In 1936, he left for Egypt where he became a judge at the Mixed Courts of Egypt, in Mansoura and then in Alexandria. These courts had to deal with trials involving non Egyptian citizens and were known for the quality of their judgments. The Montreux Convention, signed on May 8, 1937, and effective on October 15 of the same year, abolished the Capitulations regime in Egypt but kept the Mixed Courts during a 12 years transition period, with some legal restrictions compared to their previous status. During the war, Arnold Struycken volunteered to patrol in the Port of Alexandria, where Italian airplanes and frogmen were trying to place mines, and after that, as an ambulance driver on the Egyptian front during the battle of Al Alamein. An accomplished violinist, he also played music for wounded soldiers in the city hospitals. He came back to Europe in July 1949 and moved to Strasbourg.

=== Political Director and Clerk of the Consultative Assembly of the Council of Europe ===

Arnold Struycken first held the position of Political Director of the Council of Europe from 1949 to 1954 and was as such the Committee of Ministers's main adviser. From May 1954, he was Clerk of the Consultative Assembly of the Council of Europe with rank of Deputy Secretary General, until his early passing in September 1955.

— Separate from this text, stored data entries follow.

//! Fixed-asset inventory models.

use chrono::{Duration, NaiveDate};
use serde::{Deserialize, Serialize};

/// Fixed-asset category.
#[derive(Debug, Clone, Copy, Serialize, Deserialize, PartialEq, Eq)]
pub enum AssetCategory {
    #[serde(rename = "MEDICAL")]
    Medical,
    #[serde(rename = "ELECTRO")]
    ElectroMechanical,
    #[serde(rename = "FURNITURE")]
    Furniture,
}

impl AssetCategory {
    /// Storage code for this category.
    pub fn as_code(&self) -> &'static str {
        match self {
            AssetCategory::Medical => "MEDICAL",
            AssetCategory::ElectroMechanical => "ELECTRO",
            AssetCategory::Furniture => "FURNITURE",
        }
    }

    /// Parse a storage code.
    pub fn from_code(code: &str) -> Option<Self> {
        match code {
            "MEDICAL" => Some(AssetCategory::Medical),
            "ELECTRO" => Some(AssetCategory::ElectroMechanical),
            "FURNITURE" => Some(AssetCategory::Furniture),
            _ => None,
        }
    }
}

/// Functional condition of an asset.
#[derive(Debug, Clone, Copy, Serialize, Deserialize, PartialEq, Eq)]
pub enum AssetCondition {
    #[serde(rename = "NEW")]
    New,
    #[serde(rename = "GOOD")]
    Good,
    #[serde(rename = "REPAIR")]
    DueForService,
    #[serde(rename = "UNREPAIRABLE")]
    Unrepairable,
}

impl AssetCondition {
    /// Storage code for this condition.
    pub fn as_code(&self) -> &'static str {
        match self {
            AssetCondition::New => "NEW",
            AssetCondition::Good => "GOOD",
            AssetCondition::DueForService => "REPAIR",
            AssetCondition::Unrepairable => "UNREPAIRABLE",
        }
    }

    /// Parse a storage code.
    pub fn from_code(code: &str) -> Option<Self> {
        match code {
            "NEW" => Some(AssetCondition::New),
            "GOOD" => Some(AssetCondition::Good),
            "REPAIR" => Some(AssetCondition::DueForService),
            "UNREPAIRABLE" => Some(AssetCondition::Unrepairable),
            _ => None,
        }
    }
}

/// A fixed asset (equipment, furniture) tracked for servicing.
#[derive(Debug, Clone, Serialize, Deserialize, PartialEq)]
pub struct FixedAsset {
    /// Surrogate UUID, generated locally
    pub id: String,
    /// Asset name
    pub name: String,
    /// Asset category
    pub category: AssetCategory,
    /// Delivery date of the equipment
    pub acquired_on: NaiveDate,
    /// Service interval in days
    pub service_period: u32,
    /// Date of the most recent service
    pub last_service_date: NaiveDate,
    /// Whether the asset is due for service (see [`FixedAsset::is_service_due`])
    pub service_due: bool,
    /// Functional condition
    pub condition: AssetCondition,
    /// Creation timestamp
    pub created_at: String,
    /// Last update timestamp
    pub updated_at: String,
}

impl FixedAsset {
    /// Create a new asset. The last service date starts at the delivery date.
    pub fn new(
        name: String,
        category: AssetCategory,
        acquired_on: NaiveDate,
        service_period: u32,
    ) -> Self {
        let now = chrono::Utc::now().to_rfc3339();
        Self {
            id: uuid::Uuid::new_v4().to_string(),
            name,
            category,
            acquired_on,
            service_period,
            last_service_date: acquired_on,
            service_due: false,
            condition: AssetCondition::New,
            created_at: now.clone(),
            updated_at: now,
        }
    }

    /// The date the next service falls due.
    pub fn due_date(&self) -> NaiveDate {
        self.last_service_date + Duration::days(i64::from(self.service_period))
    }

    /// Whether the asset is due for service as of `today`.
    ///
    /// The date is a parameter rather than read from the clock so the
    /// check stays pure and testable.
    pub fn is_service_due(&self, today: NaiveDate) -> bool {
        today >= self.due_date()
    }
}
//! VPN provider API client: authentication, server directory, and WireGuard
//! key registration.

mod client;
mod directory;
mod error;
mod types;

pub use client::ProviderClient;
pub use directory::{Endpoint, Region, ServerDirectory};
pub use error::ProviderError;
pub use types::TunnelGrant;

Through his work, started during the summer of 1949 and the creation of the Council of Europe, he played a significant role in the writing of the European Convention of Human Rights, signed on November 4, 1950, and in the creation of a European Commission of Human Rights (from 1954 to 1999) and of the European Court of Human Rights, to which every European citizen can now appeal, as Arnold Struycken had envisioned. He was named rapporteur of the committee of experts in charge, from March 1950, of the preliminary work designed to lay the ground for a European Convention of Human Rights. He also prepared through his works the creation of the future European Economic and Social Committee, created in 1957 by the Treaty of Rome, and the future European Social Charter, adopted in 1961 by the Council of Europe and creating a European Committee of Social Rights.

At the Council of Europe, he worked with the first Secretary General of the Council of Europe from August 1949 to his early passing in July 1953, Jacques Camille Paris, as well as with Léon Marchal, second Secretary General of the Council, with Paul M. G. Lévy from Belgium, first Director of Information and Press at the Council of Europe, Guy Mollet, then the President of the Consultative Assembly of the Council of Europe, and Marius Moutet, dean of the members of the Assembly.

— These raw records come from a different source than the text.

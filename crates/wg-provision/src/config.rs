//! Environment-layer configuration under the CLI flags.
//!
//! Resolution is first-non-empty-wins: flag, then `WGPROV__`-prefixed
//! environment variable (with `.env` support).

use anyhow::{Context, Result};
use serde::Deserialize;
use std::path::PathBuf;
use std::time::Duration;

/// Settings sourced from the environment.
#[derive(Debug, Clone, Deserialize)]
pub struct Settings {
    /// Provider account and API settings
    #[serde(default)]
    pub provider: ProviderSettings,

    /// Probe tuning
    #[serde(default)]
    pub probe: ProbeSettings,

    /// Logging settings
    #[serde(default)]
    pub log: LogSettings,
}

#[derive(Debug, Clone, Deserialize)]
pub struct ProviderSettings {
    /// Account API base URL
    #[serde(default = "default_api_url")]
    pub api_url: String,

    /// Account username
    #[serde(default)]
    pub username: Option<String>,

    /// Account password
    #[serde(default)]
    pub password: Option<String>,

    /// Trust-anchor certificate path (PEM)
    #[serde(default)]
    pub ca_cert: Option<PathBuf>,

    /// API request timeout
    #[serde(default = "default_api_timeout", with = "humantime_serde")]
    pub timeout: Duration,
}

#[derive(Debug, Clone, Deserialize)]
pub struct ProbeSettings {
    /// Per-connect probe timeout
    #[serde(default = "default_probe_timeout", with = "humantime_serde")]
    pub timeout: Duration,

    /// Concurrent probes
    #[serde(default = "default_probe_concurrency")]
    pub concurrency: usize,
}

#[derive(Debug, Clone, Deserialize)]
pub struct LogSettings {
    /// Log level
    #[serde(default = "default_log_level")]
    pub level: String,
}

impl Default for ProviderSettings {
    fn default() -> Self {
        Self {
            api_url: default_api_url(),
            username: None,
            password: None,
            ca_cert: None,
            timeout: default_api_timeout(),
        }
    }
}

impl Default for ProbeSettings {
    fn default() -> Self {
        Self {
            timeout: default_probe_timeout(),
            concurrency: default_probe_concurrency(),
        }
    }
}

impl Default for LogSettings {
    fn default() -> Self {
        Self {
            level: default_log_level(),
        }
    }
}

fn default_api_url() -> String {
    "https://api.vpn-provider.example".into()
}

fn default_api_timeout() -> Duration {
    Duration::from_secs(10)
}

fn default_probe_timeout() -> Duration {
    Duration::from_secs(2)
}

fn default_probe_concurrency() -> usize {
    8
}

fn default_log_level() -> String {
    "info".into()
}

impl Settings {
    /// Load settings from environment variables.
    pub fn load() -> Result<Self> {
        // Load .env file if present
        dotenvy::dotenv().ok();

        let config = config::Config::builder()
            .add_source(
                config::Environment::with_prefix("WGPROV")
                    .separator("__")
                    .try_parsing(false),
            )
            .build()
            .context("Failed to build configuration")?;

        config
            .try_deserialize()
            .context("Failed to deserialize configuration")
    }
}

Along with other Council officials, he recommended that the prelude to the Ode to Joy be adopted as European anthem, after it was suggested as early as 1929 by the Count of Coudenhove-Kalergi, President of the Paneuropean Movement. Although the Ode to Joy became the unofficial European anthem in the 1950s, the decision to make it an official anthem was finally taken in 1971 by the Consultative Assembly of the Council of Europe. Arnold Struycken died at the age of 55 years, of a heart attack while at his desk of the Maison de l'Europe in Strasbourg. He was buried in the cimetière du Nord in Strasbourg-Robertsau.

=== Personal life ===

Arnold Struycken married Marie-Louise Maas Geesteranus in 1926 and they had three children, Anton, Arnold and Joséphine.

=== Trivia ===

Arnold Struycken was also an uncle of Anton (Teun) Struycken, a lawyer and European Property Law Professor at the University of Nijmegen, of Carel Struycken (eng), actor playing in Hollywood comedies, in particular as Lurch in The Family Adams, and of the painter Peter Struycken (nl), these last two being sons of his cousin Huib Struycken.